## What this task involves
How many lines in the data below have the string "CheckRegistry"? Reply with the number alone.

[Saved data entries]
____________________

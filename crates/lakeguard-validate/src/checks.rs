//! Check trait and registry
//!
//! Every compliance rule is a stateless [`Check`] registered under a stable
//! identifier. The comprehensive evaluator resolves its required checks
//! through a [`CheckRegistry`], so an unknown identifier is caught before any
//! entity is evaluated.

use crate::context::CheckContext;
use crate::documentation::ColumnCoverage;
use lakeguard_domain::{ConfigError, Entity, Error, Result, ValidationOutcome};
use regex::Regex;
use std::sync::{Arc, LazyLock};

/// Stable check identifiers
pub mod ids {
    /// Entity has a non-blank comment
    pub const TABLE_HAS_COMMENT: &str = "table_has_comment";
    /// Entity comment meets the minimum length
    pub const TABLE_COMMENT_LENGTH: &str = "table_comment_length";
    /// Entity comment is not placeholder text
    pub const NO_PLACEHOLDER_COMMENTS: &str = "no_placeholder_comments";
    /// Documented-column percentage meets the threshold
    pub const COLUMN_COVERAGE: &str = "column_coverage";
    /// Every critical column is documented
    pub const CRITICAL_COLUMNS_DOCUMENTED: &str = "critical_columns_documented";
    /// Explicit clustering columns are present
    pub const EXPLICIT_CLUSTERING_COLUMNS: &str = "explicit_clustering_columns";
    /// Explicit clustering columns stay within the limit
    pub const CLUSTERING_COLUMN_LIMIT: &str = "clustering_column_limit";
    /// `CLUSTER BY AUTO` is enabled
    pub const AUTO_CLUSTERING: &str = "auto_clustering";
    /// Delta optimized writes and auto compaction are enabled
    pub const DELTA_AUTO_OPTIMIZATION: &str = "delta_auto_optimization";
    /// Entity is manually excluded from clustering
    pub const MANUAL_EXCLUSION: &str = "manual_exclusion";
    /// Entity is small enough to be exempt from clustering
    pub const SIZE_EXEMPTION: &str = "size_exemption";
    /// Entity is exempt from clustering or clustered
    pub const CLUSTERING_COMPLIANCE: &str = "clustering_compliance";
}

/// `column_coverage >= 90` style identifiers
static COVERAGE_OVERRIDE: LazyLock<Option<Regex>> = LazyLock::new(|| {
    Regex::new(r"^\s*column_coverage\s*>=\s*(\d+(?:\.\d+)?)\s*$").ok()
});

/// Compliance dimension a check belongs to
#[derive(Debug, Clone, Copy, PartialEq, Eq, Hash)]
pub enum CheckDomain {
    /// Comments and column documentation
    Documentation,
    /// Clustering configuration and exemptions
    Clustering,
}

impl std::fmt::Display for CheckDomain {
    fn fmt(&self, f: &mut std::fmt::Formatter<'_>) -> std::fmt::Result {
        match self {
            Self::Documentation => write!(f, "documentation"),
            Self::Clustering => write!(f, "clustering"),
        }
    }
}

/// A single compliance rule
///
/// Checks are pure: the same entity and context always produce the same
/// outcome.
pub trait Check: Send + Sync {
    /// Identifier used in configuration and reports
    fn id(&self) -> &str;

    /// Compliance dimension
    fn domain(&self) -> CheckDomain;

    /// What this check verifies
    fn description(&self) -> &'static str {
        ""
    }

    /// Evaluate one entity
    fn evaluate(&self, entity: &Entity, ctx: &CheckContext) -> ValidationOutcome;
}

/// Registry of checks, keyed by identifier
pub struct CheckRegistry {
    checks: Vec<Arc<dyn Check>>,
}

impl Default for CheckRegistry {
    fn default() -> Self {
        Self::new()
    }
}

impl std::fmt::Debug for CheckRegistry {
    fn fmt(&self, f: &mut std::fmt::Formatter<'_>) -> std::fmt::Result {
        f.debug_list()
            .entries(self.checks.iter().map(|c| c.id()))
            .finish()
    }
}

impl CheckRegistry {
    /// Create an empty registry
    pub fn new() -> Self {
        Self { checks: Vec::new() }
    }

    /// Register a check, replacing any check with the same identifier
    pub fn register(&mut self, check: Arc<dyn Check>) {
        self.checks.retain(|c| c.id() != check.id());
        self.checks.push(check);
    }

    /// Register a check (builder pattern)
    pub fn with_check(mut self, check: Arc<dyn Check>) -> Self {
        self.register(check);
        self
    }

    /// All registered checks, in registration order
    pub fn checks(&self) -> &[Arc<dyn Check>] {
        &self.checks
    }

    /// Registered identifiers, in registration order
    pub fn ids(&self) -> impl Iterator<Item = &str> {
        self.checks.iter().map(|c| c.id())
    }

    /// Registered check by exact identifier
    pub fn get(&self, id: &str) -> Option<Arc<dyn Check>> {
        self.checks.iter().find(|c| c.id() == id).cloned()
    }

    /// Resolve a configured identifier to a check
    ///
    /// Besides registered identifiers this accepts `column_coverage >= N`,
    /// which yields a coverage check with threshold `N` reporting under the
    /// identifier as written.
    pub fn resolve(&self, id: &str) -> Result<Arc<dyn Check>> {
        if let Some(check) = self.get(id.trim()) {
            return Ok(check);
        }

        let threshold = COVERAGE_OVERRIDE
            .as_ref()
            .and_then(|re| re.captures(id))
            .and_then(|caps| caps.get(1))
            .and_then(|m| m.as_str().parse::<f64>().ok());

        match threshold {
            Some(t) if (0.0..=100.0).contains(&t) => {
                let check: Arc<dyn Check> = Arc::new(ColumnCoverage::with_threshold(id, t));
                Ok(check)
            }
            Some(t) => Err(ConfigError::OutOfRange {
                key: "comprehensive_required_checks",
                value: t.to_string(),
                min: "0".to_string(),
                max: "100".to_string(),
            }
            .into()),
            None => Err(Error::UnknownCheck { id: id.to_string() }),
        }
    }

    /// Resolve every identifier, in order
    pub fn resolve_all<S: AsRef<str>>(&self, ids: &[S]) -> Result<Vec<Arc<dyn Check>>> {
        ids.iter().map(|id| self.resolve(id.as_ref())).collect()
    }

    /// Registry with every built-in check
    pub fn standard() -> Self {
        use crate::clustering::{
            AutoClusterFlag, ClusteringColumnLimit, DeltaAutoOptimization,
            ExplicitClusteringColumns, ManualExclusion, SizeExemption,
        };
        use crate::documentation::{
            CommentMinLength, CriticalColumnsDocumented, HasComment, NoPlaceholderComment,
        };
        use crate::precedence::ClusteringCompliance;

        Self::new()
            // Documentation
            .with_check(Arc::new(HasComment))
            .with_check(Arc::new(CommentMinLength))
            .with_check(Arc::new(NoPlaceholderComment))
            .with_check(Arc::new(ColumnCoverage::new()))
            .with_check(Arc::new(CriticalColumnsDocumented))
            // Clustering
            .with_check(Arc::new(ExplicitClusteringColumns))
            .with_check(Arc::new(ClusteringColumnLimit))
            .with_check(Arc::new(AutoClusterFlag))
            .with_check(Arc::new(DeltaAutoOptimization))
            .with_check(Arc::new(ManualExclusion))
            .with_check(Arc::new(SizeExemption))
            .with_check(Arc::new(ClusteringCompliance))
    }
}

____________________

## Exercise result
5